Pour illustrer ces dires, voici une petite sélection des modèles les moins courageux. Chez Peugeot vous apprécierez les nouveaux feux de la 208, Citroën réputé pour « innover » a effectué le même travail sur le faciès de sa C4. Que dire de Volkswagen qui figure toujours parmi les plus conservateurs avec cette sempiternelle calandre en boomerang ? Cette année, le constructeur allemand a mis deux arêtes sur le capot de ses modèles. Cette prudence excessive s’applique aussi aux constructeurs premiums : BMW et sa Série 1, Land Rover et son Evoque ou encore Audi et son Q3. Rares sont ceux qui proposent un visage remis au goût du jour et c’est dommage.


L’avis de Manuel Cailliot


Ce que je retiendrai de cette édition 2015 du Salon de Genève, c’est la démocratisation. Non pas que les supercars deviennent abordables, ou les luxueuses à la portée du porte-monnaie moyen, non. Je veux parler de la démocratisation des équipement de confort et de sécurité.

Salon de Genève 2015 - Le bilan de la rédaction

Les salons ont toujours représenté une vitrine pour les constructeurs. Ils y présentent leurs nouveautés, nouveaux modèles, mais aussi nouveaux équipements. Et ça commence toujours par une apparition sur le haut de gamme, voire très haut de gamme, avant d’apparaître sur les voitures plus "populaires" des années plus tard. Là où ça change un peu, et même beaucoup, c’est sur le rythme de cette démocratisation. Il y a peu, il fallait 10 ans, 15 ans avant de voire un équipement de Classe S apparaître sur une Classe A. Aujourd’hui, à peine 4 à 5 ans après que l’on découvre un inédit système de sécurité (freinage automatique en ville, lecture des panneaux de signalisation, aide au parking active, etc.), on le voit déjà dans le listing d’équipement ou d’options d’une citadine. Beaucoup d’illustrations de ce phénomène à Genève cette année avec par exemple une nouvelle Honda Jazz bluffante. Cette citadine à moins de 20 000 € peut disposer de la lecture des panneaux, d’une alerte de franchissement de ligne, d’un régulateur de vitesse adaptatif, du freinage automatique en ville, de l’alerte de véhicule dans l’angle mort, d’une tablette tactile connectée au web et à des applications. Bref, autant d’équipement qui étaient en option sur une BMW Série 7 il y a peu. Et pour 5 fois moins cher (on est d’accord, ce qu’il y a autour des équipements est quelque peu différent) ! Bientôt, une Citroën C1 aura la vision de nuit avec caméra infrarouge !

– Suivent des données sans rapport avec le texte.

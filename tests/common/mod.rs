use assert_cmd::Command;

pub fn jotter_cmd() -> Command {
    let mut cmd = Command::cargo_bin("jotter").unwrap();
    cmd.env_remove("JOTTER_JOURNAL");
    cmd
}
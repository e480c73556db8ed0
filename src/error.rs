//! Error types for jotter

use thiserror::Error;

/// Main error type for the jotter application
#[derive(Debug, Error)]
pub enum JotterError {
    #[error("IO error: {0}")]
    Io(#[from] std::io::Error),

    #[error("Configuration error: {0}")]
    Config(String),

    #[error("JSON serialization error: {0}")]
    Json(#[from] serde_json::Error),

    #[error("TOML deserialization error: {0}")]
    TomlDeserialize(#[from] toml::de::Error),

    #[error("TOML serialization error: {0}")]
    TomlSerialize(#[from] toml::ser::Error),
}

impl JotterError {
    /// Get the exit code for this error
    pub fn exit_code(&self) -> i32 {
        match self {
            JotterError::Config(_) => 2,
            _ => 1,
        }
    }

    /// Get a user-friendly error message with suggestions
    pub fn display_with_suggestions(&self) -> String {
        match self {
            JotterError::Config(msg) => {
                if msg.contains("Unknown config key") {
                    format!(
                        "{}\n\n\
                        Valid keys: journal\n\
                        Example: jotter config journal my-journal.json",
                        msg
                    )
                } else {
                    msg.clone()
                }
            }
            JotterError::Io(e) => {
                format!(
                    "IO error: {}\n\n\
                    Suggestions:\n\
                    • Check that the journal file is writable\n\
                    • Check free disk space\n\
                    • Point jotter at a different file: jotter --file <path> ...",
                    e
                )
            }
            _ => self.to_string(),
        }
    }
}

/// Result type using JotterError
pub type Result<T> = std::result::Result<T, JotterError>;
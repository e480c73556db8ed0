//! Config management use case

use crate::error::{JotterError, Result};
use crate::infrastructure::Config;
use std::path::PathBuf;

/// Service for managing jotter configuration
pub struct ConfigService {
    dir: PathBuf,
}

impl ConfigService {
    /// Create a config service over the given working directory
    pub fn new(dir: PathBuf) -> Self {
        ConfigService { dir }
    }

    /// Get a single config value
    pub fn get(&self, key: &str) -> Result<String> {
        let config = Config::load_from_dir(&self.dir)?;

        match key {
            "journal" => Ok(config.journal.display().to_string()),
            _ => Err(JotterError::Config(format!(
                "Unknown config key: '{}'. Valid keys are: journal",
                key
            ))),
        }
    }

    /// Set a config value
    pub fn set(&self, key: &str, value: &str) -> Result<()> {
        let mut config = Config::load_from_dir(&self.dir)?;

        match key {
            "journal" => {
                if value.trim().is_empty() {
                    return Err(JotterError::Config(
                        "journal path may not be empty".to_string(),
                    ));
                }
                config.journal = PathBuf::from(value);
            }
            _ => {
                return Err(JotterError::Config(format!(
                    "Unknown config key: '{}'. Valid keys are: journal",
                    key
                )));
            }
        }

        config.save_to_dir(&self.dir)?;
        Ok(())
    }

    /// List all config values
    pub fn list(&self) -> Result<Config> {
        Config::load_from_dir(&self.dir)
    }
}
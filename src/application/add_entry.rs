//! Add entry use case

use crate::domain::JournalEntry;
use crate::error::Result;
use crate::infrastructure::EntryRepository;

/// Append a new entry to the journal and return it for display.
pub fn add_entry(
    repository: &impl EntryRepository,
    title: String,
    content: String,
    tags: Vec<String>,
) -> Result<JournalEntry> {
    repository.add(title, content, tags)
}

La Peugeot 208 restylée, qui adopte elle aussi le freinage automatique en ville ou l’aide au parking est un autre exemple, les petites citadines qui se dotent de feux full LED aussi. Bref, le progrès c’est aussi ça, et cette démocratisation rapide fait de nos voitures un moyens de transport de plus en plus sûr, il est heureux que même les conducteurs les plus modestes puissent en bénéficier aujourd’hui.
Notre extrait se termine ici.